The Well-Tempered Ear

Classical music review: Gustavo Dudamel wows ’em, and wows me: He proves he’s the Real Deal | October 22, 2009

By Jacob Stockinger

He has been dubbed the “Latin Lenny” because he shares the youth and passion and teacherly mission and wild style of Leonard Bernstein when he first came to national attention in the 1940s. dudamel-wild49754818

He has been called the Barack Obama of classical music because he is Latino, a non-white in that most Euro-white world of classical music.

Some refer to him simply as The Dude, after his last name.

But until tonight only a relatively small number of people, mostly in South and North America and Europe, have been able to judge the mop-topped maestro for themselves.

Then Wednesday night, the Venezuela-born Gustavo Dudamel, 28, made his official debut as he opened the new Los Angeles Philharmonic season in Frank Gehry’s Walt Disney Hall on PBS’ “Great Performances.”

And that TV broadcast, taped in early October, no doubt allowed him to reach more listeners — millions, one assumes — in one performance than many other conductors reached in their lifetime.

So how did he do?

Dudamel exudes joy. He possesses the ability simultaneously to seem in total control and to seem on the verge of being out of control, to be at once thoughtful and passionate — the ideal balancing act of art. He got his orchestra to play tight and not for nothing did he receive an immediate and prolonged  standing ovation and loud cheers — even from home viewers — as he stood for the applause amid his musicians.  dudamel-players49754783

His conducting style showed confidence in his tempi, balancing of parts and dynamics. He knows what he wants to do, and he gets others to do it. That is a substantial gift that will take him far.

Dudamel also knows how to build a program.

Quite appriopriately, he commissioned minimalist John Adams to compose “City Noir,” a world-premiere piece that pays homage to LA’s Hollywood and literary past. At times, especially in the final movement, this contemporary tone poem proved an exciting curtain-raiser that will receive many other performances. Still, to my ears, it could easily be edited by up to one-half. But at least it didn’t have the monotonous drone that can make a self-parody of so much minimalism. The work had plenty of mood and texture, with the jerky jazziness adding to its effect. But shorter would be better.

Mahler’s Symphony No. 1 “Titan” seemed a perfect choice for this young titan, especially since he has already recorded to critical success Mahler’s Fifth Symphony with the famous “Death in Venice” Adagietto. In Dudamel’s hands, the work was emotional and dramatic, but never exaggerated or distorted. This is an endlessly smiling Latin man who well understands the frowning German-Austrian-Jewish man and the marginality and anguish Mahler knew so deeply, so personally. The reading showed how much Dudamel has pondered and mastered the score since he first conducted it over a decade ago as a beginning apprentice conductor.

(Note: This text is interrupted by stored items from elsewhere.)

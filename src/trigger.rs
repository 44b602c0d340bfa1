use tokio::sync::mpsc::UnboundedSender;
use tokio::task::JoinHandle;
use tracing::{info, warn};

use crate::actions::Action;
use crate::tilt::TiltClient;

/// Send a trigger without waiting on it. The outcome is only logged, and a
/// failure is reported back as [`Action::TriggerFailed`] for the footer.
pub fn spawn_trigger(
    client: TiltClient,
    resource: String,
    tx: UnboundedSender<Action>,
) -> JoinHandle<()> {
    tokio::spawn(async move {
        match client.trigger_build(&resource).await {
            Ok(()) => info!(resource = %resource, "triggered build"),
            Err(e) => {
                warn!(resource = %resource, error = %e, "failed to trigger build");
                let _ = tx.send(Action::TriggerFailed {
                    resource,
                    error: e.to_string(),
                });
            }
        }
    })
}
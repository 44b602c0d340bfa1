use serde::{Deserialize, Serialize};
use std::fmt;

use super::{Session, Target, TargetType};

/// Coarse health of a target or of a whole session.
///
/// Variants are declared in ascending severity so that `Ord` gives
/// `Error > Pending > Ok`.
#[derive(Debug, Clone, Copy, PartialEq, Eq, PartialOrd, Ord, Hash, Serialize, Deserialize)]
#[serde(rename_all = "lowercase")]
pub enum Status {
    Ok,
    Pending,
    Error,
}

impl fmt::Display for Status {
    fn fmt(&self, f: &mut fmt::Formatter<'_>) -> fmt::Result {
        let s = match self {
            Status::Ok => "ok",
            Status::Pending => "pending",
            Status::Error => "error",
        };
        f.pad(s)
    }
}

/// Status of a single target.
///
/// Targets with no state set at all are `Pending`: Tilt has registered them
/// but not reported on them yet.
pub fn target_status(target: &Target) -> Status {
    let state = &target.state;

    if let Some(terminated) = &state.terminated {
        if terminated.error.as_deref().is_some_and(|e| !e.is_empty()) {
            return Status::Error;
        }
    }

    if state.waiting.is_some() {
        return Status::Pending;
    }

    if let Some(active) = &state.active {
        // Builds and jobs are only done once they terminate
        return match target.target_type {
            TargetType::Update | TargetType::Job => Status::Pending,
            _ if active.ready => Status::Ok,
            _ => Status::Pending,
        };
    }

    if state.terminated.is_some() {
        return Status::Ok;
    }

    Status::Pending
}

/// Most severe status across the session's targets; `Ok` when there are none.
pub fn aggregate_status(session: &Session) -> Status {
    session
        .targets()
        .iter()
        .map(target_status)
        .max()
        .unwrap_or(Status::Ok)
}

#[cfg(test)]
mod tests {
    use super::*;
    use crate::tilt::{
        SessionStatus, TargetState, TargetStateActive, TargetStateTerminated, TargetStateWaiting,
    };
    use proptest::prelude::*;

    fn session_of(targets: Vec<Target>) -> Session {
        Session {
            status: Some(SessionStatus {
                targets,
                ..Default::default()
            }),
            ..Default::default()
        }
    }

    fn ok_target(name: &str) -> Target {
        Target {
            target_type: TargetType::Server,
            state: TargetState {
                active: Some(TargetStateActive {
                    ready: true,
                    ..Default::default()
                }),
                ..Default::default()
            },
            ..Target::new(name)
        }
    }

    fn pending_target(name: &str) -> Target {
        Target {
            state: TargetState {
                waiting: Some(TargetStateWaiting {
                    wait_reason: "waiting-for-dependencies".to_string(),
                }),
                ..Default::default()
            },
            ..Target::new(name)
        }
    }

    fn error_target(name: &str) -> Target {
        Target {
            target_type: TargetType::Update,
            state: TargetState {
                terminated: Some(TargetStateTerminated {
                    error: Some("docker build failed".to_string()),
                    ..Default::default()
                }),
                ..Default::default()
            },
            ..Target::new(name)
        }
    }

    #[test]
    fn test_severity_order() {
        assert!(Status::Error > Status::Pending);
        assert!(Status::Pending > Status::Ok);
        assert_eq!(Status::Pending.to_string(), "pending");
    }

    #[test]
    fn test_unknown_state_is_pending() {
        assert_eq!(target_status(&Target::new("api")), Status::Pending);
    }

    #[test]
    fn test_terminated_without_error_is_ok() {
        let mut target = error_target("api:update");
        target.state.terminated.as_mut().unwrap().error = Some(String::new());
        assert_eq!(target_status(&target), Status::Ok);

        target.state.terminated.as_mut().unwrap().error = None;
        assert_eq!(target_status(&target), Status::Ok);
    }

    #[test]
    fn test_active_server_waits_for_ready() {
        let mut target = ok_target("api:runtime");
        assert_eq!(target_status(&target), Status::Ok);

        target.state.active.as_mut().unwrap().ready = false;
        assert_eq!(target_status(&target), Status::Pending);
    }

    #[test]
    fn test_active_build_is_pending() {
        let mut target = ok_target("api:update");
        target.target_type = TargetType::Update;
        assert_eq!(target_status(&target), Status::Pending);
    }

    #[test]
    fn test_error_wins_over_other_fields() {
        let mut target = error_target("web");
        target.state.waiting = pending_target("web").state.waiting;
        assert_eq!(target_status(&target), Status::Error);
    }

    #[test]
    fn test_aggregate_ok_and_error() {
        let session = session_of(vec![ok_target("api"), error_target("web")]);
        assert_eq!(aggregate_status(&session), Status::Error);
    }

    #[test]
    fn test_aggregate_ok_and_pending() {
        let session = session_of(vec![ok_target("api"), pending_target("web")]);
        assert_eq!(aggregate_status(&session), Status::Pending);
    }

    #[test]
    fn test_aggregate_empty_is_ok() {
        assert_eq!(aggregate_status(&session_of(Vec::new())), Status::Ok);
        assert_eq!(aggregate_status(&Session::default()), Status::Ok);
    }

    fn arb_target() -> impl Strategy<Value = Target> {
        let target_type = prop_oneof![
            Just(TargetType::Update),
            Just(TargetType::Server),
            Just(TargetType::Job),
            Just(TargetType::Unknown),
        ];
        let waiting = proptest::option::of(".{0,8}".prop_map(|wait_reason| TargetStateWaiting {
            wait_reason,
        }));
        let active = proptest::option::of(any::<bool>().prop_map(|ready| TargetStateActive {
            ready,
            ..Default::default()
        }));
        let terminated = proptest::option::of(proptest::option::of(".{0,8}").prop_map(|error| {
            TargetStateTerminated {
                error,
                ..Default::default()
            }
        }));
        (
            "[a-z]{1,6}",
            proptest::collection::vec("[a-z]{1,6}", 0..3),
            target_type,
            waiting,
            active,
            terminated,
        )
            .prop_map(|(name, resources, target_type, waiting, active, terminated)| Target {
                name,
                resources,
                target_type,
                state: TargetState {
                    waiting,
                    active,
                    terminated,
                },
            })
    }

    proptest! {
        #[test]
        fn prop_aggregate_is_max_target_status(targets in proptest::collection::vec(arb_target(), 0..12)) {
            let expected = targets.iter().map(target_status).fold(Status::Ok, Ord::max);
            prop_assert_eq!(aggregate_status(&session_of(targets)), expected);
        }

        #[test]
        fn prop_adding_error_never_lowers(targets in proptest::collection::vec(arb_target(), 0..12)) {
            let before = aggregate_status(&session_of(targets.clone()));
            let mut more = targets;
            more.push(error_target("broken"));
            let after = aggregate_status(&session_of(more));
            prop_assert!(after >= before);
            prop_assert_eq!(after, Status::Error);
        }

        #[test]
        fn prop_target_status_is_total(target in arb_target()) {
            let status = target_status(&target);
            prop_assert!(matches!(status, Status::Ok | Status::Pending | Status::Error));
        }

        #[test]
        fn prop_aggregate_is_idempotent(targets in proptest::collection::vec(arb_target(), 0..12)) {
            let session = session_of(targets);
            prop_assert_eq!(aggregate_status(&session), aggregate_status(&session));
        }
    }
}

The only real flaw of the two-hour evening was the tendency of the opening of the program to be overproduced, filled with too much hyperbole, too many Hollywood stars and celebrities, too much self-promotion. But, then, it is LA and it was TV.

In the end, one looks forward to many more concerts, many more recordings and much more attention paid to classical music in the schools and in society.

Dudamel is a gift and, considering sagging classical music ticket and CD sales, he arrives just when we need him most.

But what do you think of Dudamel and his music-making?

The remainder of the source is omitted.